### [Exercise description]
Restate word for word the lines of the material below, from the line with "a readyCount that" to the line with "pub async fn run(&self, graph: &Graph)", both lines included, and no others.

□ □ □

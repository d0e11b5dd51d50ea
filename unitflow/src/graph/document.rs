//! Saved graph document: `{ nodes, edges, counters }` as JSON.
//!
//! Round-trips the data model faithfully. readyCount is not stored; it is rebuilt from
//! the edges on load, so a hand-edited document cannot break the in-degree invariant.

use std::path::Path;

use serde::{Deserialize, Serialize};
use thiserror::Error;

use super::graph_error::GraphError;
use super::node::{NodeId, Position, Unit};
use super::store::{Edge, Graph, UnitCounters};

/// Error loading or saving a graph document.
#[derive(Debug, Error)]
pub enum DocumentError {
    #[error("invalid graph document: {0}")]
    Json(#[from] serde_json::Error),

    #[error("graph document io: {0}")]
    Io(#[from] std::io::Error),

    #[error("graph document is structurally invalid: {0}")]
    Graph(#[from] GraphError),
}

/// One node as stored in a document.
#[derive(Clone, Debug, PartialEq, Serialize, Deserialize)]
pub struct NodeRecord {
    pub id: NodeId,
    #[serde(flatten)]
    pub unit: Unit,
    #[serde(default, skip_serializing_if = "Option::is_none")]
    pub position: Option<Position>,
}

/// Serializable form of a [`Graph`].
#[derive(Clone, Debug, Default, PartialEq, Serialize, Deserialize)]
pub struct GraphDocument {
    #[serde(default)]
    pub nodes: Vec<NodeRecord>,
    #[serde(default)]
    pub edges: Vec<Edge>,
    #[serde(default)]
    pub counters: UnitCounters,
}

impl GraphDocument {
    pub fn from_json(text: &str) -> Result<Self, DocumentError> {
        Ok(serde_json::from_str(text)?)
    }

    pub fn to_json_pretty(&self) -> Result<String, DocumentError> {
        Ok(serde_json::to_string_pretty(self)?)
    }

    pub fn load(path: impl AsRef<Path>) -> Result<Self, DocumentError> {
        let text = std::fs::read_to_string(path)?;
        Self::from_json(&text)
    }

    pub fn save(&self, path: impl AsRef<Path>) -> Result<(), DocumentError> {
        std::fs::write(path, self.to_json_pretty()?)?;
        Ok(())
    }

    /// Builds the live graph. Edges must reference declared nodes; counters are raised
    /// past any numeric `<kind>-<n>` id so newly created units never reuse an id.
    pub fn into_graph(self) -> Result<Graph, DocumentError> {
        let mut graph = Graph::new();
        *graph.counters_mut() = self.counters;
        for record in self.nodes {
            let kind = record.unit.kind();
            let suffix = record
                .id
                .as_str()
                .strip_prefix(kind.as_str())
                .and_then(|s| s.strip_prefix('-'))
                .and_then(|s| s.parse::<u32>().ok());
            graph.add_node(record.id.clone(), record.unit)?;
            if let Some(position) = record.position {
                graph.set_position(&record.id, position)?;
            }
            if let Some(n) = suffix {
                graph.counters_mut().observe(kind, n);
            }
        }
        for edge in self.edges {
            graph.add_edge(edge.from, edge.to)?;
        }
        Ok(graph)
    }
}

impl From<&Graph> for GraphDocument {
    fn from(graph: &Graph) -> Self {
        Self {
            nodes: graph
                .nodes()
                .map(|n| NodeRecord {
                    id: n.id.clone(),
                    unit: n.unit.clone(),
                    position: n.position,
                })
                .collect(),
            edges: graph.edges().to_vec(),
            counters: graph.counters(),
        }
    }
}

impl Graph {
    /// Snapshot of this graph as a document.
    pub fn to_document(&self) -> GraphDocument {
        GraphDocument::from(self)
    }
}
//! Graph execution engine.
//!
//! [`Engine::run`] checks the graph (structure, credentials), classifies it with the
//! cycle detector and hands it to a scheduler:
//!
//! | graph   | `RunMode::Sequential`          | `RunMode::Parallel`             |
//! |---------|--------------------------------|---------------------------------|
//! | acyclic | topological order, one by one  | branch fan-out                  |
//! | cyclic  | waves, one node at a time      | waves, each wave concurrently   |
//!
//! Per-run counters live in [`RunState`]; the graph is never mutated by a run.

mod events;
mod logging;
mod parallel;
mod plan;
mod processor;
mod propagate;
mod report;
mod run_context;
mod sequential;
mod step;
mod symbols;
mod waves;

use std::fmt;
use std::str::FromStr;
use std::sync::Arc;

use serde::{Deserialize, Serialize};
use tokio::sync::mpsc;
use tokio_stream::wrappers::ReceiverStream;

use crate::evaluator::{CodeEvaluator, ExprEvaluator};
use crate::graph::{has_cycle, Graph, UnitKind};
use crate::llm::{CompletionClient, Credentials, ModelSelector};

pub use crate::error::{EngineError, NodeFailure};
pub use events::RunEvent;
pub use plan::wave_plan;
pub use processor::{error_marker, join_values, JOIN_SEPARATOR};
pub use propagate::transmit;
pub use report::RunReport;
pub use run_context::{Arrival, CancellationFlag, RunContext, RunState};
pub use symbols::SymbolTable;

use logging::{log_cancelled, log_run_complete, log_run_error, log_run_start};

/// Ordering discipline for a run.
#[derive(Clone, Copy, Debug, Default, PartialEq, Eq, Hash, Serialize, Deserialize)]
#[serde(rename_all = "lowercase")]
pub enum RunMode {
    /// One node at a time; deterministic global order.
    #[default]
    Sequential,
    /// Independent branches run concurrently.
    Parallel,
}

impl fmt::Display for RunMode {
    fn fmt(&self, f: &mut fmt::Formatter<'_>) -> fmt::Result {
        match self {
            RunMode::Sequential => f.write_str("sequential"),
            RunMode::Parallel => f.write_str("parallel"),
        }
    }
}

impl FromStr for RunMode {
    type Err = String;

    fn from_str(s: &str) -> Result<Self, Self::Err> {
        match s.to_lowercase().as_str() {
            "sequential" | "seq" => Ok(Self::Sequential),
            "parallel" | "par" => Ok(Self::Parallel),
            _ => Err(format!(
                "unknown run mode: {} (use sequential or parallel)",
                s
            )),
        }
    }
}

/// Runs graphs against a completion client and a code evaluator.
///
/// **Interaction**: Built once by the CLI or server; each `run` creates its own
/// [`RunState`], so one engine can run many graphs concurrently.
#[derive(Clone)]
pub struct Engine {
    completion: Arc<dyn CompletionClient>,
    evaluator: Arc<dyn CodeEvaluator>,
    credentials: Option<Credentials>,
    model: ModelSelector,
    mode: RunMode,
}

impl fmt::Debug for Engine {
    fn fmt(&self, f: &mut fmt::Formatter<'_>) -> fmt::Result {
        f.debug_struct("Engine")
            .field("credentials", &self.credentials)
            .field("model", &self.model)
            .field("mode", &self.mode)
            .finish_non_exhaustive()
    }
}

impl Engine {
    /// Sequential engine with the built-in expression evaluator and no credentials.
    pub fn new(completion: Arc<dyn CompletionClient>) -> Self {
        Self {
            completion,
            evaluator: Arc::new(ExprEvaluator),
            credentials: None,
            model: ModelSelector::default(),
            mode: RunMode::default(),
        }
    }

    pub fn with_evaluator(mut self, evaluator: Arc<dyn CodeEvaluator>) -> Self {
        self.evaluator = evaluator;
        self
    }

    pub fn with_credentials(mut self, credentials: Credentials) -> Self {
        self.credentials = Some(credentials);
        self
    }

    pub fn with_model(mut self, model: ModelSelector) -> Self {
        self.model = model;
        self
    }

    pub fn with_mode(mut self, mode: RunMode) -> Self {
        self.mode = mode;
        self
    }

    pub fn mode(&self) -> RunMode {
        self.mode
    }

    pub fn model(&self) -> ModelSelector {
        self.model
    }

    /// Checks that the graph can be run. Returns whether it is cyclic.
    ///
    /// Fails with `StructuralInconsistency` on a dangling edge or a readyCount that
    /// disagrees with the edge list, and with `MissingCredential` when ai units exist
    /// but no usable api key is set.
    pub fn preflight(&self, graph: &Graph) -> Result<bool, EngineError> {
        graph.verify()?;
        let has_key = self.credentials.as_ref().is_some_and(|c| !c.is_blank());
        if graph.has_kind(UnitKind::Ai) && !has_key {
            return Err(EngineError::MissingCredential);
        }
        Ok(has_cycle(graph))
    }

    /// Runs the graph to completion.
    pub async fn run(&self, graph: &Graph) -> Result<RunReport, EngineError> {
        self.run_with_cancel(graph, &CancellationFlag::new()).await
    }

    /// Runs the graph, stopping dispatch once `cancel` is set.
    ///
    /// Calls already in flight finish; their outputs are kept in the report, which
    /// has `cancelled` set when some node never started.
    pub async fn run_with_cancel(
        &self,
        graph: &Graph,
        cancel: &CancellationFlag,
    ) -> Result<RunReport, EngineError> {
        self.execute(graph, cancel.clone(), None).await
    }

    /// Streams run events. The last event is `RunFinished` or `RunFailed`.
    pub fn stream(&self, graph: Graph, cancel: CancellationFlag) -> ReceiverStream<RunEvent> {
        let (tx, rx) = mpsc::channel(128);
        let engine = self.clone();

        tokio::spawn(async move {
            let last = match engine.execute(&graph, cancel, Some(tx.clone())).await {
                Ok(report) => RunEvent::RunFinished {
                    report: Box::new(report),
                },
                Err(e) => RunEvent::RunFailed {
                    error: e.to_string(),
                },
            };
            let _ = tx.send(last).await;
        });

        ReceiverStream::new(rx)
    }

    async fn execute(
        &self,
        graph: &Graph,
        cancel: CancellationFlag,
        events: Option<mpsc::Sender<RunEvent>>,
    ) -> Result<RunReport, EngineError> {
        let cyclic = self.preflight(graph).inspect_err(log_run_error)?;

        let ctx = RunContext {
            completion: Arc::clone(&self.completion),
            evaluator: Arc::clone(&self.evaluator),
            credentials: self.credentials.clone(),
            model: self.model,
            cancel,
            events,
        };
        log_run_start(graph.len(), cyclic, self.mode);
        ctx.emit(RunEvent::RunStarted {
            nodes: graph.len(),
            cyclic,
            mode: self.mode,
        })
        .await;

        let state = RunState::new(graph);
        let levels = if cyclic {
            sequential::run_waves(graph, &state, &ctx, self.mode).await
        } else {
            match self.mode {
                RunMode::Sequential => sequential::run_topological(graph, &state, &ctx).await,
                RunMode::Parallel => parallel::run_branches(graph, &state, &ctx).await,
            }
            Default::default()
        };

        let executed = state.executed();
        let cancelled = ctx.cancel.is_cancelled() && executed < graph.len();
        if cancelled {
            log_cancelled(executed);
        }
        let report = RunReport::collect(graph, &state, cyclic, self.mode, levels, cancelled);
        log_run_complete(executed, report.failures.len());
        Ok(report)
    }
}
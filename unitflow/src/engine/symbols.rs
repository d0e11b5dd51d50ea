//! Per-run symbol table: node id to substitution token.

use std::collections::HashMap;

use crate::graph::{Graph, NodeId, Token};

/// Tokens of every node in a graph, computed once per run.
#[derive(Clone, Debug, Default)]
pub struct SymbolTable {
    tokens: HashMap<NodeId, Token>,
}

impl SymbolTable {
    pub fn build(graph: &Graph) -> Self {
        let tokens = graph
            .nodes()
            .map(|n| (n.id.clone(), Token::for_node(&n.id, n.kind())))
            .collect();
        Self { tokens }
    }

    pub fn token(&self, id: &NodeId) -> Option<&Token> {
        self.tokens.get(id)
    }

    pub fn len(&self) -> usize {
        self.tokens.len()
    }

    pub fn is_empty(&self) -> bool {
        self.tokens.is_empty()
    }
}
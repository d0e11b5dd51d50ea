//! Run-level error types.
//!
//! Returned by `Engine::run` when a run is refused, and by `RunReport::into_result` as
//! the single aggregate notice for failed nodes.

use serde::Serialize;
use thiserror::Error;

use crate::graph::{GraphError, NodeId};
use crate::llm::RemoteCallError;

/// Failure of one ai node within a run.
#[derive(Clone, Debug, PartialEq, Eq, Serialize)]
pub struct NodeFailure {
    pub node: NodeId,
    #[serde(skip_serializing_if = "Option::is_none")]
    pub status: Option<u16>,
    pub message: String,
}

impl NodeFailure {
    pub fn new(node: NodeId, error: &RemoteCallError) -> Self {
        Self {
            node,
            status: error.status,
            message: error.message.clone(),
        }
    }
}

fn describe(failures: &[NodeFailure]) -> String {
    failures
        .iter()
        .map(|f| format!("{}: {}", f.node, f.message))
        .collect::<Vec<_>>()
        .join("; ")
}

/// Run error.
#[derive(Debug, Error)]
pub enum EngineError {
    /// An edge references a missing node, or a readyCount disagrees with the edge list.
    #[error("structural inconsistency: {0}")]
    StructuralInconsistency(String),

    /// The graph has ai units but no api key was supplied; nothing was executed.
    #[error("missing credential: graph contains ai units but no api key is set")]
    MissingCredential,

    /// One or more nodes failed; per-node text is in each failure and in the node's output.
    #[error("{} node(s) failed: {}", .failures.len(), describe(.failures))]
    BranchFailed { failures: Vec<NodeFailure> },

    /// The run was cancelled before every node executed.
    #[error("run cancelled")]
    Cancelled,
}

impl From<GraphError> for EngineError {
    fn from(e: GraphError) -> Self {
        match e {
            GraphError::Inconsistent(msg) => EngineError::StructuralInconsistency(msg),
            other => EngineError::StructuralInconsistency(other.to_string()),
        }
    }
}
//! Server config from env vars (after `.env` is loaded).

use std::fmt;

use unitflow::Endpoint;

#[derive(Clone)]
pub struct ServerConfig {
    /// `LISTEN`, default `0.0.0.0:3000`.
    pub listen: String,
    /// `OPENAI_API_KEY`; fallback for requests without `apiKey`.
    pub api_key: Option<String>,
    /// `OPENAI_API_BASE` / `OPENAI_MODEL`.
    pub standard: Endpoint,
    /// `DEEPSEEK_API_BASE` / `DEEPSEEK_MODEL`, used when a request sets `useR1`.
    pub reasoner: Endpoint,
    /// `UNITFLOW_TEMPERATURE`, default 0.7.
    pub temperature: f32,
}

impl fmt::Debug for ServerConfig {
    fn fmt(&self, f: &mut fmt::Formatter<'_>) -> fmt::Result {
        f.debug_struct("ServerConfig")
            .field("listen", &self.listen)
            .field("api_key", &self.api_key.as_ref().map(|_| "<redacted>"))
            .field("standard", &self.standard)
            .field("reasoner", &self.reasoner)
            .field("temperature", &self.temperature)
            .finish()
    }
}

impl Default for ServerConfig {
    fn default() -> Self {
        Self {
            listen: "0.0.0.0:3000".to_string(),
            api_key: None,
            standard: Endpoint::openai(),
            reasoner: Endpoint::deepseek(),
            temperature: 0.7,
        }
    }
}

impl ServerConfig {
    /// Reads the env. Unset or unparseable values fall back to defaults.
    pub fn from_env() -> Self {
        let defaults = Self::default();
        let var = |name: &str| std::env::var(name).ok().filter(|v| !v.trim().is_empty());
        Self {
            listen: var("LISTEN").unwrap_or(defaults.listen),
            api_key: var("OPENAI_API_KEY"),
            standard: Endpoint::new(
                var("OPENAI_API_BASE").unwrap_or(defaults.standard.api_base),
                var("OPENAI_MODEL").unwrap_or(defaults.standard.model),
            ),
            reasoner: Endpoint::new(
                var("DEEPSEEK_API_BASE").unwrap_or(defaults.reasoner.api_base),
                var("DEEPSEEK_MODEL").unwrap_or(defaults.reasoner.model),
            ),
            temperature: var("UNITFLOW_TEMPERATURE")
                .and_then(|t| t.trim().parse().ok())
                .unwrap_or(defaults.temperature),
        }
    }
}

□ □ □

### [Solution]
    /// Fails with `StructuralInconsistency` on a dangling edge or a readyCount that
    /// disagrees with the edge list, and with `MissingCredential` when ai units exist
    /// but no usable api key is set.
    pub fn preflight(&self, graph: &Graph) -> Result<bool, EngineError> {
        graph.verify()?;
        let has_key = self.credentials.as_ref().is_some_and(|c| !c.is_blank());
        if graph.has_kind(UnitKind::Ai) && !has_key {
            return Err(EngineError::MissingCredential);
        }
        Ok(has_cycle(graph))
    }

    /// Runs the graph to completion.
    pub async fn run(&self, graph: &Graph) -> Result<RunReport, EngineError> {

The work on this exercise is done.